Keep Your Trade Secrets to Yourself


Budding tycoons, dry-mouthed and nervously pitching their innovations to potential investors is not just the preserve of entrepreneurs on the latest series of Dragons Den.

While the multi-millionaire Dragons on the show may be poised to back the right business, entrepreneurs throughout the country will also be trying to persuade banks and other investors to help get their projects off the ground.

But according to Shake-speares, the Birmingham-based law firm, businesses need to protect their trade secrets right from the outset or risk much greater problems and even business failure.

These can include a variety of confidential information ranging from design of products to formulae for food and drink, databases of customers/contacts, through to computer software and hardware specification.

It warns it is essential that businesses register the intellectual property of new ideas to ensure they have the strongest possible right to prevent others from using the same or similar ideas.

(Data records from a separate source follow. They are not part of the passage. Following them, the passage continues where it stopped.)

//! Shared HTTP client construction for consistent timeout and TLS configuration.

use std::time::Duration;

use crate::error::LlmError;

/// Create the HTTP client used by embedding backends.
///
/// Config: 30s connect timeout, 60s request timeout, rustls TLS,
/// `prpilot/{version}` user-agent, redirect limit 10.
///
/// # Errors
///
/// Returns an error if the TLS backend cannot be initialized.
pub fn default_client() -> Result<reqwest::Client, LlmError> {
    let client = reqwest::Client::builder()
        .connect_timeout(Duration::from_secs(30))
        .timeout(Duration::from_secs(60))
        .user_agent(concat!("prpilot/", env!("CARGO_PKG_VERSION")))
        .redirect(reqwest::redirect::Policy::limited(10))
        .build()?;
    Ok(client)
}

#[cfg(test)]
mod tests {
    use super::*;

    #[test]
    fn default_client_builds() {
        assert!(default_client().is_ok());
    }
}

The most obvious way to protect a brand or product is to register it as a trade mark, thus giving exclusive right to use that mark in the UK, Europe or wider for at least ten years as well as providing a strong deterrent to potential infringers.

Another option is copyright, which entitles ownership of the work to its creator or employer, where employed. An original drawing, design, text or logo may receive copyright protection if it satisfies the test of artistic merit where protection is only given for invention and the application of the mind.

With the boom of the internet, entrepreneurs should also give consideration to obtaining at least their preferred top level domain name and ideally, variations of their name to prevent third parties from registering them. …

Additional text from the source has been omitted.